▶ [Problem details]: Give back exactly the line that contains "for warning in" and all the lines after it in the records below, to the very last, with no other output.

(Collected data)
"""

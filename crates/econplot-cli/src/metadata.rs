use std::fmt::{Display, Formatter};

use econplot_core::{EnvelopeMeta, SourceKind, ValidationError};
use serde::{Deserialize, Serialize};
use uuid::Uuid;

pub const SCHEMA_VERSION: &str = "v1.0.0";

/// Request identifier (UUID v4) stamped on every envelope.
#[derive(Debug, Clone, Copy, PartialEq, Eq, Hash, Serialize, Deserialize)]
#[serde(transparent)]
pub struct RequestId(Uuid);

impl RequestId {
    pub fn new_v4() -> Self {
        Self(Uuid::new_v4())
    }
}

impl Display for RequestId {
    fn fmt(&self, f: &mut Formatter<'_>) -> std::fmt::Result {
        write!(f, "{}", self.0.hyphenated())
    }
}

/// Command metadata used to construct envelope metadata.
#[derive(Debug, Clone, PartialEq, Eq, Serialize, Deserialize)]
pub struct Metadata {
    pub request_id: RequestId,
    pub source_chain: Vec<SourceKind>,
    pub latency_ms: u64,
    #[serde(default, skip_serializing_if = "Vec::is_empty")]
    pub warnings: Vec<String>,
}

impl Metadata {
    /// An empty chain is allowed for argument failures that name no known
    /// source. Local files appear as `file`.
    pub fn new(source_chain: Vec<SourceKind>, latency_ms: u64) -> Self {
        Self {
            request_id: RequestId::new_v4(),
            source_chain,
            latency_ms,
            warnings: Vec::new(),
        }
    }

    pub fn push_warning(&mut self, warning: impl Into<String>) {
        self.warnings.push(warning.into());
    }

    pub fn into_envelope_meta(self) -> Result<EnvelopeMeta, ValidationError> {
        let mut envelope_meta = EnvelopeMeta::new(
            self.request_id.to_string(),
            SCHEMA_VERSION,
            self.source_chain,
            self.latency_ms,
        )?;

        for warning in self.warnings {
            envelope_meta.push_warning(warning);
        }

        Ok(envelope_meta)
    }
}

"""

▶ [Reply to the exercise]:
        for warning in self.warnings {
            envelope_meta.push_warning(warning);
        }

        Ok(envelope_meta)
    }
}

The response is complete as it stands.